### Material for the task
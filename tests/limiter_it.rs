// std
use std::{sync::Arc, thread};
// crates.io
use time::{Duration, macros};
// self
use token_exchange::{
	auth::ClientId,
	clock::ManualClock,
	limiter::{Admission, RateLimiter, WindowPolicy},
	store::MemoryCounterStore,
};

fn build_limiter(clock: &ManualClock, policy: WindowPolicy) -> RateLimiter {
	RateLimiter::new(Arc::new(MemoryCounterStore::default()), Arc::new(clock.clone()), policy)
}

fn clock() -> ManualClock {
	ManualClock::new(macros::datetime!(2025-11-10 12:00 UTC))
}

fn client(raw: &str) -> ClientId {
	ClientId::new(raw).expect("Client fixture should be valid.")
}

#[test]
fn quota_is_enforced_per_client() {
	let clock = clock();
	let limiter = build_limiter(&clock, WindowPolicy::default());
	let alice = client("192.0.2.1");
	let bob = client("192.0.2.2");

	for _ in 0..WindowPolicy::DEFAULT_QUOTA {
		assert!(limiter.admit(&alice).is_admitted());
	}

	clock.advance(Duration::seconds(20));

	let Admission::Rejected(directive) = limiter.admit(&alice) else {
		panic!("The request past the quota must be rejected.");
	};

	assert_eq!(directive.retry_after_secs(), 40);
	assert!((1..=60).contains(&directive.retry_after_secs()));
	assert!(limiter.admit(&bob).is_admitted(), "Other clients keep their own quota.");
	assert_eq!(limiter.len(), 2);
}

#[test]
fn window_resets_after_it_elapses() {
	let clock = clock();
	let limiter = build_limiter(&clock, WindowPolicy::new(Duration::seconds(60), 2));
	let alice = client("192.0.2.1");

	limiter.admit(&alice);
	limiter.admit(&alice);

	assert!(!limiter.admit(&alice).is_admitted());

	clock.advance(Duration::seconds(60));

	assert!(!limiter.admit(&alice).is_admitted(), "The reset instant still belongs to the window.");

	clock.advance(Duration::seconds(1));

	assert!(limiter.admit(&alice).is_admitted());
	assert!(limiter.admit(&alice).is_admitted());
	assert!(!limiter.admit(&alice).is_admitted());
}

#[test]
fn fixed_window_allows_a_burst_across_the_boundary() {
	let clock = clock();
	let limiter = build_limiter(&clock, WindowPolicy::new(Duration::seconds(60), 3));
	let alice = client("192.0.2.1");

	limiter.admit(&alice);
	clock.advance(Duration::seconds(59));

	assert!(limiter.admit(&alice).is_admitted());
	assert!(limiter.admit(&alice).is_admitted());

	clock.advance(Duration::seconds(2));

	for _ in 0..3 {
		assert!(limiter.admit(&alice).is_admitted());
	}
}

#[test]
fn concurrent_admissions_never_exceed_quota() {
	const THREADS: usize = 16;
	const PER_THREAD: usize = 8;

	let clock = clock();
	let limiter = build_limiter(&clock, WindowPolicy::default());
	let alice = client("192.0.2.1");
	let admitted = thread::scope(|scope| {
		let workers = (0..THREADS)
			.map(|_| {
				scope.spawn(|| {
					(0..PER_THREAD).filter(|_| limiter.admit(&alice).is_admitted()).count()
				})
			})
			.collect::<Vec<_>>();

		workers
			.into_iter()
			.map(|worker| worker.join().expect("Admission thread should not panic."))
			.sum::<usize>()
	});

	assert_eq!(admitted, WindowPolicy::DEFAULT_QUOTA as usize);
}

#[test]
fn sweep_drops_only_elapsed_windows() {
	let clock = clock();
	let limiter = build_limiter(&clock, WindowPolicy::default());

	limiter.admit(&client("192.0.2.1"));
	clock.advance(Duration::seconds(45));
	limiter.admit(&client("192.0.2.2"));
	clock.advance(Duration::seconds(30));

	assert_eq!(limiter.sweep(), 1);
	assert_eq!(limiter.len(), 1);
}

==

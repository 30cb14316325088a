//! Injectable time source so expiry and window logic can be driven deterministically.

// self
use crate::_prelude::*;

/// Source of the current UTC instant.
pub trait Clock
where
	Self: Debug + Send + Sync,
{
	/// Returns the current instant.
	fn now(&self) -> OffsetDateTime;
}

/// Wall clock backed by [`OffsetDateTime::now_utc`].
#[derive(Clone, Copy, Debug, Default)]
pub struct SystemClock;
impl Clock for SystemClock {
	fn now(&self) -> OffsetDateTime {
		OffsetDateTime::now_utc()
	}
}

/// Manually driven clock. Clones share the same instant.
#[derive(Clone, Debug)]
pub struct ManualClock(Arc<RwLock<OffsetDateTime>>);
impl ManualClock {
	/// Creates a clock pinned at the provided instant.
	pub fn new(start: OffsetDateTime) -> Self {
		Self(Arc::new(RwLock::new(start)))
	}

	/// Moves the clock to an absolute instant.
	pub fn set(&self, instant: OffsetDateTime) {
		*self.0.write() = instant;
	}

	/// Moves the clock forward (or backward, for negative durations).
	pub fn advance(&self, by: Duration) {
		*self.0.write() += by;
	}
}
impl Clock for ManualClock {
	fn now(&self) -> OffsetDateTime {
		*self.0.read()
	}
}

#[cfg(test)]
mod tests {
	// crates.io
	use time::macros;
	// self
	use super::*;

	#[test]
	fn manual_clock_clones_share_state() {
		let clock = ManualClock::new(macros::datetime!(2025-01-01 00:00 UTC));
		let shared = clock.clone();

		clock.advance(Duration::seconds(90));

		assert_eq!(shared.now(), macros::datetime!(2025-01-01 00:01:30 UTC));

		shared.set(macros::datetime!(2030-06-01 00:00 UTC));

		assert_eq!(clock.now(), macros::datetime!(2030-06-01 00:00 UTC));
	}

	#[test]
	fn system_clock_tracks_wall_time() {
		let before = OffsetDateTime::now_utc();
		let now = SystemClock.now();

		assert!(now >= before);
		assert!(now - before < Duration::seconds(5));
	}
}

---

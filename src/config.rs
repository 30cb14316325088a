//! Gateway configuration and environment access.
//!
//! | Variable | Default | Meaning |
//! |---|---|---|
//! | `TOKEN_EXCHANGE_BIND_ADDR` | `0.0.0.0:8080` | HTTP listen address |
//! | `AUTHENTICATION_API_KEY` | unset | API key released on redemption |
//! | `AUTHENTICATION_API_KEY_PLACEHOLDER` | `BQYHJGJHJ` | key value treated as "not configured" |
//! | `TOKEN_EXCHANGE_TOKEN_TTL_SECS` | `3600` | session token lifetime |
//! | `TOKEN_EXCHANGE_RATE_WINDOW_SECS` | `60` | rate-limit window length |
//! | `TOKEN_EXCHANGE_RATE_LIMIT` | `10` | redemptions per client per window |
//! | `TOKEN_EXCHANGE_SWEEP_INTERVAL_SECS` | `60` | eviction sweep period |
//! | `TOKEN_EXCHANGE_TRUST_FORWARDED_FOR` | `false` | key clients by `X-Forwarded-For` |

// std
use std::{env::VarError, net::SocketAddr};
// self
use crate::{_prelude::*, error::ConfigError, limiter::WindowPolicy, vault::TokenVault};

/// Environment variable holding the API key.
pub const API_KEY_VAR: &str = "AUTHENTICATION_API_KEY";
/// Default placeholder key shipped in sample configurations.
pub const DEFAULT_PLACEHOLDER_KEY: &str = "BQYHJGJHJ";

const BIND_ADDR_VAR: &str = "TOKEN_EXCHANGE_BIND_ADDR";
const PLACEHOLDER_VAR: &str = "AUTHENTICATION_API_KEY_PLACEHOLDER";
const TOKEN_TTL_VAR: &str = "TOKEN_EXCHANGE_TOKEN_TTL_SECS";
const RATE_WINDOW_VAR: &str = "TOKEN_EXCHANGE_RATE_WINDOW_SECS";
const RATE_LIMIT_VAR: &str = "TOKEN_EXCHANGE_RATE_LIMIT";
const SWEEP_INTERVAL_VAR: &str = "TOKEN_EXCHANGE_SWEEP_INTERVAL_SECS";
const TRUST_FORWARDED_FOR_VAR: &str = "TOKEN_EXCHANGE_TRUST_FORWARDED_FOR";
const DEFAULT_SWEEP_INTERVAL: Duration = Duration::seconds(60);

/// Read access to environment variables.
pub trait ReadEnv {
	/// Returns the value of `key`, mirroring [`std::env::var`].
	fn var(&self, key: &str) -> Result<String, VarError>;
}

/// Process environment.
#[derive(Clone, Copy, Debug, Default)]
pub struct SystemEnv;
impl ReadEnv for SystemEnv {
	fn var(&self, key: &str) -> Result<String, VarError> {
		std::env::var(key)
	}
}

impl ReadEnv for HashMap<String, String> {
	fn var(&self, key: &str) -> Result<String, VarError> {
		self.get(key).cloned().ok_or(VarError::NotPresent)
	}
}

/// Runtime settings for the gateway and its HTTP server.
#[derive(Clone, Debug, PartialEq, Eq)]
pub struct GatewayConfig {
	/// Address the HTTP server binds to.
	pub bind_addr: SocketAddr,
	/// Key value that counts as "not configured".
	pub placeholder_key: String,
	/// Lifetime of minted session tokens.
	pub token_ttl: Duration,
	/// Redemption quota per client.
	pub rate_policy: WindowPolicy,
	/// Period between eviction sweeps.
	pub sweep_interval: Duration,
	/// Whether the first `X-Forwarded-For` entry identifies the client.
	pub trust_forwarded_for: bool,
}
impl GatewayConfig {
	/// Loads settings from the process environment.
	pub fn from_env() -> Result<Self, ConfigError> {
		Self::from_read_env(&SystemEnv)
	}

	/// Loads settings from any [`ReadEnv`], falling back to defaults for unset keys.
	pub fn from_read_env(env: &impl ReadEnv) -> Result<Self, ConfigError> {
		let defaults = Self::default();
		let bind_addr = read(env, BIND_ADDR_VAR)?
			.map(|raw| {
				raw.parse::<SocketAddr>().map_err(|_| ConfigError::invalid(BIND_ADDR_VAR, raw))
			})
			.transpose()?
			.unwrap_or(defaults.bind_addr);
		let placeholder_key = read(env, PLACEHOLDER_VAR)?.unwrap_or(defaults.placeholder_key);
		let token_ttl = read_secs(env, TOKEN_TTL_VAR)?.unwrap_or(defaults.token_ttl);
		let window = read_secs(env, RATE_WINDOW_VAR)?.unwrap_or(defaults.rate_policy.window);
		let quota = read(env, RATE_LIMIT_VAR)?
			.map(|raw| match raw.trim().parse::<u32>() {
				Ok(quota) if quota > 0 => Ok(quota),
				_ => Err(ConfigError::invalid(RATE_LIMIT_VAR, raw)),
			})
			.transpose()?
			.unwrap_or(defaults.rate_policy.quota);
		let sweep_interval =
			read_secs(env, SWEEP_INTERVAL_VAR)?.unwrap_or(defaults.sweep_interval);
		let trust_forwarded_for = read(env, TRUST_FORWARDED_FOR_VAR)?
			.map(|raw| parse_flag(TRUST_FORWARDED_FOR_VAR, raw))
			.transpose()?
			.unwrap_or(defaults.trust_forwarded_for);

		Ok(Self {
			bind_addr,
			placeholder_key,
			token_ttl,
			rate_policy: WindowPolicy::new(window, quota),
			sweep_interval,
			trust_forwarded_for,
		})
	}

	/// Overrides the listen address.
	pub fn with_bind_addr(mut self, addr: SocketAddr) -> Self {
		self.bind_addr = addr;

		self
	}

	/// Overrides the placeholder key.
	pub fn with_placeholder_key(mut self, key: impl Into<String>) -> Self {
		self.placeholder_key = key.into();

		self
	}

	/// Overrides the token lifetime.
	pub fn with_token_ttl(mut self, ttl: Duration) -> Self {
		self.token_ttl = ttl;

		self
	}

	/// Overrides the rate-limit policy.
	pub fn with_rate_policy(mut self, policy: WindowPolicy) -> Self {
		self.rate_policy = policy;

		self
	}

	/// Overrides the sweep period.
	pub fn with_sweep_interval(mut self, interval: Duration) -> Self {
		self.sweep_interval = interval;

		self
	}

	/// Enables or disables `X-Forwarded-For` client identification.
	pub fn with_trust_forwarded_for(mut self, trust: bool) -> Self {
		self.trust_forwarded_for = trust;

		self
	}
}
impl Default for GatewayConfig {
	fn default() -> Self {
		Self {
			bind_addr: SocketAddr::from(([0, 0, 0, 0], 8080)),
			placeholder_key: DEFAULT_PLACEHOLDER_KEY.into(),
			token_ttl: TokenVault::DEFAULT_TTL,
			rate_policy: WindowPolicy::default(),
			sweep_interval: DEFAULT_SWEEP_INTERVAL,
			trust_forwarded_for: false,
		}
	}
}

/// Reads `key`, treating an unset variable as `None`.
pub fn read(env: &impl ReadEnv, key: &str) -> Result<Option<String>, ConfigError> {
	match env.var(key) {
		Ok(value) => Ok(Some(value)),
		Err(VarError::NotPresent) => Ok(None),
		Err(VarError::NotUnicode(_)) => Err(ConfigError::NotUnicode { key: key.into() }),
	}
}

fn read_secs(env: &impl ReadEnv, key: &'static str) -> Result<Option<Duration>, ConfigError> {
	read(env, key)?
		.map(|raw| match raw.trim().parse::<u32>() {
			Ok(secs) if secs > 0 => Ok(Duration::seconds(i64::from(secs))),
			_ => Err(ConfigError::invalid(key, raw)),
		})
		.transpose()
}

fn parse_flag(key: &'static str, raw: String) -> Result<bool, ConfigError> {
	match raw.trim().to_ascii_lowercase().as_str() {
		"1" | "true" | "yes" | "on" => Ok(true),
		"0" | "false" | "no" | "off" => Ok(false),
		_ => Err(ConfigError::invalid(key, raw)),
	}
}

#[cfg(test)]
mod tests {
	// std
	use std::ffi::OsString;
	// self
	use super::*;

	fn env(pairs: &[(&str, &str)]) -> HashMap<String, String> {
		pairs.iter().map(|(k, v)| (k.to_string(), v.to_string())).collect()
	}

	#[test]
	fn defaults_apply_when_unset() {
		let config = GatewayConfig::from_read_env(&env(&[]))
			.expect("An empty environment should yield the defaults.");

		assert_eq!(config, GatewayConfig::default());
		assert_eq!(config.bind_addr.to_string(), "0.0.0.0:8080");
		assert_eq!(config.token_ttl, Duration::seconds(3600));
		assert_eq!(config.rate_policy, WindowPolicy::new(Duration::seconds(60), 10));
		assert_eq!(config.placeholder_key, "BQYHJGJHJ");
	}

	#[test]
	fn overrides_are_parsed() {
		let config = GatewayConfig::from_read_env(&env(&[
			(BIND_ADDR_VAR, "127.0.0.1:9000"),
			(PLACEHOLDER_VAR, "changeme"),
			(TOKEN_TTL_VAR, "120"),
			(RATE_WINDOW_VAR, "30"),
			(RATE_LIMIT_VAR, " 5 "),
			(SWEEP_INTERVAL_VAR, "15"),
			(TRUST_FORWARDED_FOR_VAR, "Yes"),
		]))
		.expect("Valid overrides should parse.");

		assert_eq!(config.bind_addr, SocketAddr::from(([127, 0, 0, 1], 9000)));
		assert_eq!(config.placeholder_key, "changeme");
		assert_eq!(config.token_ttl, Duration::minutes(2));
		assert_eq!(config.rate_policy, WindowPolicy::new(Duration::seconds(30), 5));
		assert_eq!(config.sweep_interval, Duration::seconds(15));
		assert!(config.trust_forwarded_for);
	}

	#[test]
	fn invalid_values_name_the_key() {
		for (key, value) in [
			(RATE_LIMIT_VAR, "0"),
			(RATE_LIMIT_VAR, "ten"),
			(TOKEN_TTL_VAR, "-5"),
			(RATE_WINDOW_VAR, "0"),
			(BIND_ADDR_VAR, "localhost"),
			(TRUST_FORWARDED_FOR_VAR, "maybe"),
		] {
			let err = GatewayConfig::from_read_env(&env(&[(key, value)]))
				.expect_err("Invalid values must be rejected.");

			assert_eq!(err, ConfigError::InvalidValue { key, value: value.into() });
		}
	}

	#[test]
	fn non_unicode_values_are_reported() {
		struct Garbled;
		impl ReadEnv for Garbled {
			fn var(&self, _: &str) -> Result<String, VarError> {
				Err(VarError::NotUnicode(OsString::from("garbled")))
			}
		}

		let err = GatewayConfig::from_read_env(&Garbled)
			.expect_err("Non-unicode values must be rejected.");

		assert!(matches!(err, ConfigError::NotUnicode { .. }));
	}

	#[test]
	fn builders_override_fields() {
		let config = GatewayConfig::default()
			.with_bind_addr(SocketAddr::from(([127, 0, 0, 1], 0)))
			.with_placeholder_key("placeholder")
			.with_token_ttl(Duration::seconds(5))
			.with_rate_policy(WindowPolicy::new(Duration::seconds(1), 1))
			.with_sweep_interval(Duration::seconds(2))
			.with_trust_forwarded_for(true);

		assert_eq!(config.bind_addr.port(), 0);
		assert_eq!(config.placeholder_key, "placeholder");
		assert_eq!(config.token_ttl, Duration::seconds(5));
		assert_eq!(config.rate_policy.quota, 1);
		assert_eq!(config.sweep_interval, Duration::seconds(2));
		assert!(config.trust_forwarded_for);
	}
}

### About this exercise
Copy out whichever lines of the listing contain the word "session".

### Completed exercise
//! | `TOKEN_EXCHANGE_TOKEN_TTL_SECS` | `3600` | session token lifetime |
	/// Lifetime of minted session tokens.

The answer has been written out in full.